Lower For Longer: Fed Reasserts Accommodative Stance On Interest Rates

On a special, blog-only edition of Market Week in Review, Chief Investment Strategist Erik Ristuben and Head of Portfolio & Business Consulting Sophie Antal Gilbert discussed the recent high-level talks between U.S. and Chinese diplomats and the potential impact on markets. They also recapped the Fed’s announcement from its latest policy meeting and provided an update on the rollout of vaccinations in Europe.

High-level talks between the U.S., China point to ongoing tensions

U.S. and Chinese government officials recently sparred during the first instance of high-level talks between the two countries since U.S. President Joe Biden took office, Ristuben said. “The acrimonious exchange between the world’s two largest economies is a confirmation of what markets had been expecting—that the fundamental tension points between the U.S. and China would not go away with the onboarding of a new U.S. administration,” he stated.

The March 18-19 meeting serves as a reminder that when conflicts emerge between the globe’s top two economies—a common occurrence throughout the course of history—they present exogenous risks that markets will have to factor in, Ristuben said. In most cases, these conflicts won’t have large impacts on overall performance, he noted, but on occasion, there will be issues that flare up and can potentially cause market disruption.

“In the case of the U.S. and China, there are several real, legitimate issues between the two nations, which is why I don’t see tensions fading anytime soon,” he remarked.
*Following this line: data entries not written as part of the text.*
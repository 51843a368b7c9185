//! Error types for the question answering service

use axum::{
    http::{header, HeaderValue, StatusCode},
    response::{IntoResponse, Response},
    Json,
};
use serde_json::json;
use thiserror::Error;

/// Result type alias for docqa operations
pub type Result<T> = std::result::Result<T, Error>;

/// Service errors
#[derive(Debug, Error)]
pub enum Error {
    /// Malformed caller input (short question, top_k out of range, bad extension)
    #[error("Validation error: {0}")]
    Validation(String),

    /// Persisted index and metadata are unreadable or disagree
    #[error("Corrupt index state: {0}")]
    CorruptState(String),

    /// Vector dimension differs from the configured index dimension
    #[error("Dimension mismatch: expected {expected}, got {actual}")]
    DimensionMismatch { expected: usize, actual: usize },

    /// Caller exceeded the per-identity request budget
    #[error("Rate limit exceeded, retry after {retry_after_secs}s")]
    RateLimitExceeded { retry_after_secs: u64 },

    /// Configuration error
    #[error("Configuration error: {0}")]
    Config(String),

    /// Unsupported file type
    #[error("Unsupported file type: {0}")]
    UnsupportedFileType(String),

    /// File parsing error
    #[error("Failed to parse file '{filename}': {message}")]
    FileParse { filename: String, message: String },

    /// Requested resource does not exist
    #[error("Not found: {0}")]
    NotFound(String),

    /// Embedding error
    #[error("Embedding generation failed: {0}")]
    Embedding(String),

    /// IO error
    #[error("IO error: {0}")]
    Io(#[from] std::io::Error),

    /// JSON error
    #[error("JSON error: {0}")]
    Json(#[from] serde_json::Error),

    /// HTTP request error
    #[error("HTTP request error: {0}")]
    Http(#[from] reqwest::Error),

    /// Internal error
    #[error("Internal error: {0}")]
    Internal(String),
}

impl Error {
    /// Create a validation error
    pub fn validation(message: impl Into<String>) -> Self {
        Self::Validation(message.into())
    }

    /// Create a corrupt state error
    pub fn corrupt_state(message: impl Into<String>) -> Self {
        Self::CorruptState(message.into())
    }

    /// Create a file parse error
    pub fn file_parse(filename: impl Into<String>, message: impl Into<String>) -> Self {
        Self::FileParse {
            filename: filename.into(),
            message: message.into(),
        }
    }

    /// Create an embedding error
    pub fn embedding(message: impl Into<String>) -> Self {
        Self::Embedding(message.into())
    }

    /// Create an internal error
    pub fn internal(message: impl Into<String>) -> Self {
        Self::Internal(message.into())
    }

    /// Whether the caller caused this error (never worth retrying as-is)
    pub fn is_caller_error(&self) -> bool {
        matches!(
            self,
            Error::Validation(_) | Error::UnsupportedFileType(_) | Error::RateLimitExceeded { .. }
        )
    }
}

impl From<tokio::task::JoinError> for Error {
    fn from(err: tokio::task::JoinError) -> Self {
        Error::Internal(format!("Task join error: {}", err))
    }
}

impl IntoResponse for Error {
    fn into_response(self) -> Response {
        let (status, error_type, message) = match &self {
            Error::Validation(msg) => (StatusCode::BAD_REQUEST, "validation_error", msg.clone()),
            Error::CorruptState(msg) => {
                (StatusCode::INTERNAL_SERVER_ERROR, "corrupt_state", msg.clone())
            }
            Error::DimensionMismatch { .. } => (
                StatusCode::INTERNAL_SERVER_ERROR,
                "dimension_mismatch",
                self.to_string(),
            ),
            Error::RateLimitExceeded { .. } => (
                StatusCode::TOO_MANY_REQUESTS,
                "rate_limit_exceeded",
                "Rate limit exceeded".to_string(),
            ),
            Error::Config(msg) => (StatusCode::INTERNAL_SERVER_ERROR, "config_error", msg.clone()),
            Error::UnsupportedFileType(msg) => (
                StatusCode::BAD_REQUEST,
                "unsupported_type",
                format!("Unsupported file type: {}", msg),
            ),
            Error::FileParse { filename, message } => (
                StatusCode::BAD_REQUEST,
                "parse_error",
                format!("Failed to parse '{}': {}", filename, message),
            ),
            Error::NotFound(msg) => (StatusCode::NOT_FOUND, "not_found", msg.clone()),
            Error::Embedding(msg) => (StatusCode::BAD_GATEWAY, "embedding_error", msg.clone()),
            Error::Io(err) => (StatusCode::INTERNAL_SERVER_ERROR, "io_error", err.to_string()),
            Error::Json(err) => (StatusCode::BAD_REQUEST, "json_error", err.to_string()),
            Error::Http(err) => (StatusCode::BAD_GATEWAY, "http_error", err.to_string()),
            Error::Internal(msg) => {
                (StatusCode::INTERNAL_SERVER_ERROR, "internal_error", msg.clone())
            }
        };

        let body = Json(json!({
            "error": {
                "type": error_type,
                "message": message,
            }
        }));

        let mut response = (status, body).into_response();
        if let Error::RateLimitExceeded { retry_after_secs } = self {
            if let Ok(value) = HeaderValue::from_str(&retry_after_secs.to_string()) {
                response.headers_mut().insert(header::RETRY_AFTER, value);
            }
        }
        response
    }
}
//! Application state for the question answering server

use parking_lot::RwLock;
use std::sync::Arc;
use std::time::{Duration, Instant};
use tokio::task::JoinHandle;

use crate::config::RagConfig;
use crate::error::Result;
use crate::generation::{AnswerGenerator, TemplateAnswerGenerator};
use crate::ingestion::{IngestPipeline, TextChunker};
use crate::processing::{IngestionWorker, JobQueue};
use crate::providers::{self, EmbeddingProvider};
use crate::rate_limit::RateLimiter;
use crate::retrieval::{IndexManager, RetrievalPipeline};

/// Shared application state
#[derive(Clone)]
pub struct AppState {
    inner: Arc<AppStateInner>,
}

struct AppStateInner {
    config: RagConfig,
    /// Shared vector index and chunk records
    index: Arc<IndexManager>,
    embedder: Arc<dyn EmbeddingProvider>,
    retrieval: RetrievalPipeline,
    /// Job queue for background ingestion
    job_queue: Arc<JobQueue>,
    rate_limiter: RateLimiter,
    /// Ingestion worker tasks
    workers: Vec<JoinHandle<()>>,
    /// Set once the server starts accepting connections
    ready: RwLock<bool>,
}

impl AppState {
    /// Create application state and start the ingestion workers
    ///
    /// Must be called inside a tokio runtime.
    pub fn new(config: RagConfig) -> Result<Self> {
        tracing::info!(
            "Initializing application state (embeddings: {:?}, {} dimensions)",
            config.embeddings.provider,
            config.embeddings.dimensions
        );

        std::fs::create_dir_all(&config.storage.documents_dir)?;

        let index = Arc::new(IndexManager::open(
            &config.storage.index_dir,
            config.embeddings.dimensions,
        )?);

        let embedder = providers::from_config(&config.embeddings)?;

        let generator: Arc<dyn AnswerGenerator> =
            Arc::new(TemplateAnswerGenerator::new(config.retrieval.answer_max_chars));

        let retrieval = RetrievalPipeline::new(
            Arc::clone(&embedder),
            Arc::clone(&index),
            generator,
            config.retrieval.clone(),
        );

        let ingest = Arc::new(IngestPipeline::new(
            TextChunker::new(config.chunking.chunk_size, config.chunking.chunk_overlap),
            Arc::clone(&embedder),
            Arc::clone(&index),
        ));

        let (job_queue, receiver) = JobQueue::new(
            config.processing.worker_count,
            config.processing.queue_capacity,
        );
        let job_queue = Arc::new(job_queue);
        let workers = IngestionWorker::spawn_pool(
            config.processing.worker_count,
            ingest,
            Arc::clone(&job_queue),
            receiver,
        );

        let rate_limiter = RateLimiter::from_config(&config.rate_limit);

        Ok(Self {
            inner: Arc::new(AppStateInner {
                config,
                index,
                embedder,
                retrieval,
                job_queue,
                rate_limiter,
                workers,
                ready: RwLock::new(false),
            }),
        })
    }

    pub fn config(&self) -> &RagConfig {
        &self.inner.config
    }

    pub fn index(&self) -> &Arc<IndexManager> {
        &self.inner.index
    }

    pub fn embedder(&self) -> &Arc<dyn EmbeddingProvider> {
        &self.inner.embedder
    }

    pub fn retrieval(&self) -> &RetrievalPipeline {
        &self.inner.retrieval
    }

    pub fn job_queue(&self) -> &Arc<JobQueue> {
        &self.inner.job_queue
    }

    pub fn rate_limiter(&self) -> &RateLimiter {
        &self.inner.rate_limiter
    }

    /// Evict idle rate-limit identities and finished jobs past retention
    ///
    /// Returns `(identities, jobs)` removed.
    pub fn sweep(&self) -> (usize, usize) {
        let identities = self.inner.rate_limiter.evict_idle(Instant::now());

        let retention = chrono::Duration::from_std(Duration::from_secs(
            self.inner.config.processing.job_retention_secs,
        ))
        .ok();
        let jobs = retention
            .and_then(|r| chrono::Utc::now().checked_sub_signed(r))
            .map(|cutoff| self.inner.job_queue.evict_finished(cutoff))
            .unwrap_or(0);

        (identities, jobs)
    }

    /// Ready when accepting connections and at least one ingestion worker is alive
    pub fn is_ready(&self) -> bool {
        *self.inner.ready.read() && self.workers_alive() > 0
    }

    /// Number of ingestion workers still running
    pub fn workers_alive(&self) -> usize {
        self.inner.workers.iter().filter(|h| !h.is_finished()).count()
    }

    /// Set ready state
    pub fn set_ready(&self, ready: bool) {
        *self.inner.ready.write() = ready;
    }
}
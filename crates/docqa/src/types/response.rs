//! Response types returned by the service

use serde::{Deserialize, Serialize};
use uuid::Uuid;

/// Answer plus the documents it was drawn from
#[derive(Debug, Clone, PartialEq, Eq, Serialize, Deserialize)]
pub struct QueryResponse {
    /// Synthesized answer text
    pub answer: String,
    /// Distinct source document names, in first-ranked order
    pub sources: Vec<String>,
}

/// Acknowledgement for an accepted upload
#[derive(Debug, Clone, Serialize, Deserialize)]
pub struct UploadResponse {
    /// Always "uploaded"
    pub status: String,
    /// Stored filename
    pub file: String,
    /// Background ingestion job
    pub job_id: Uuid,
}

impl UploadResponse {
    pub fn uploaded(file: impl Into<String>, job_id: Uuid) -> Self {
        Self {
            status: "uploaded".to_string(),
            file: file.into(),
            job_id,
        }
    }
}
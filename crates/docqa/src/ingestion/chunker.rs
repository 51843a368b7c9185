//! Word-window text chunking with fixed overlap

/// Splits text into overlapping windows of whitespace-separated words
#[derive(Debug, Clone, Copy)]
pub struct TextChunker {
    /// Words per chunk
    chunk_size: usize,
    /// Words shared by consecutive chunks
    overlap: usize,
}

impl TextChunker {
    /// Create a new chunker
    ///
    /// `overlap` is clamped below `chunk_size` so the window always advances.
    pub fn new(chunk_size: usize, overlap: usize) -> Self {
        let chunk_size = chunk_size.max(1);
        Self {
            chunk_size,
            overlap: overlap.min(chunk_size - 1),
        }
    }

    pub fn chunk_size(&self) -> usize {
        self.chunk_size
    }

    pub fn overlap(&self) -> usize {
        self.overlap
    }

    /// Words the window advances between chunks
    pub fn step(&self) -> usize {
        self.chunk_size - self.overlap
    }

    /// Lazily iterate the chunks of `text`
    ///
    /// The iterator is `Clone`, so a sequence can be restarted from any point.
    pub fn chunks<'a>(&self, text: &'a str) -> WordChunks<'a> {
        WordChunks {
            words: text.split_whitespace().collect(),
            offset: 0,
            chunk_size: self.chunk_size,
            step: self.step(),
            done: false,
        }
    }

    /// Collect the chunks of `text`
    pub fn chunk_text(&self, text: &str) -> Vec<String> {
        self.chunks(text).collect()
    }

    /// Number of chunks `chunk_text` yields for a text of `word_count` words
    pub fn expected_chunks(&self, word_count: usize) -> usize {
        if word_count == 0 {
            return 0;
        }
        let remaining = word_count.saturating_sub(self.overlap);
        remaining.div_ceil(self.step()).max(1)
    }
}

impl Default for TextChunker {
    fn default() -> Self {
        Self::new(500, 50)
    }
}

/// Iterator over word windows produced by [`TextChunker::chunks`]
#[derive(Debug, Clone)]
pub struct WordChunks<'a> {
    words: Vec<&'a str>,
    offset: usize,
    chunk_size: usize,
    step: usize,
    done: bool,
}

impl Iterator for WordChunks<'_> {
    type Item = String;

    fn next(&mut self) -> Option<String> {
        while !self.done && self.offset < self.words.len() {
            let end = (self.offset + self.chunk_size).min(self.words.len());
            let chunk = self.words[self.offset..end].join(" ");

            // A window that reaches the end is the last one; anything after it
            // would be a subset of this window.
            if end == self.words.len() {
                self.done = true;
            } else {
                self.offset += self.step;
            }

            if !chunk.trim().is_empty() {
                return Some(chunk);
            }
        }
        None
    }
}
//! Answer synthesis
//!
//! [`TemplateAnswerGenerator`] fills a fixed template with the leading characters of
//! the ranked context. A language-model backed generator can replace it behind the
//! same trait without touching the retrieval pipeline.

use async_trait::async_trait;

use crate::error::Result;

/// Answer returned when retrieval finds nothing
pub const NOT_FOUND_ANSWER: &str = "The answer is not found in the uploaded documents.";

/// Lead-in placed before the quoted context
pub const ANSWER_PREFIX: &str = "Based on the document content:\n\n";

/// Turns a question and ranked context passages into an answer
#[async_trait]
pub trait AnswerGenerator: Send + Sync {
    /// `contexts` are chunk texts, best match first
    async fn generate(&self, question: &str, contexts: &[String]) -> Result<String>;

    /// Name for logging
    fn name(&self) -> &str;
}

/// Concatenate-and-truncate generator
#[derive(Debug, Clone)]
pub struct TemplateAnswerGenerator {
    max_chars: usize,
}

impl TemplateAnswerGenerator {
    pub fn new(max_chars: usize) -> Self {
        Self { max_chars }
    }

    /// Build the answer synchronously
    pub fn render(&self, contexts: &[String]) -> String {
        if contexts.is_empty() {
            return NOT_FOUND_ANSWER.to_string();
        }

        let combined = contexts.join(" ");
        let excerpt: String = combined.chars().take(self.max_chars).collect();
        format!("{}{}", ANSWER_PREFIX, excerpt)
    }
}

impl Default for TemplateAnswerGenerator {
    fn default() -> Self {
        Self::new(800)
    }
}

#[async_trait]
impl AnswerGenerator for TemplateAnswerGenerator {
    async fn generate(&self, _question: &str, contexts: &[String]) -> Result<String> {
        Ok(self.render(contexts))
    }

    fn name(&self) -> &str {
        "template"
    }
}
While Ristuben expects China-U.S. relations to be a source of market risk and tension going forward, he doesn’t believe they’ll amount to enough of a problem to override the generally optimistic expectations for the U.S. economy over the next few years.

U.S. Federal Reserve reaffirms easy-money policies

Shifting to the U.S. Federal Reserve (the Fed)’s recent policy meeting, Ristuben said that the central bank made it very clear that it will make no changes to its ultra-accommodative monetary policy until the data warrants it.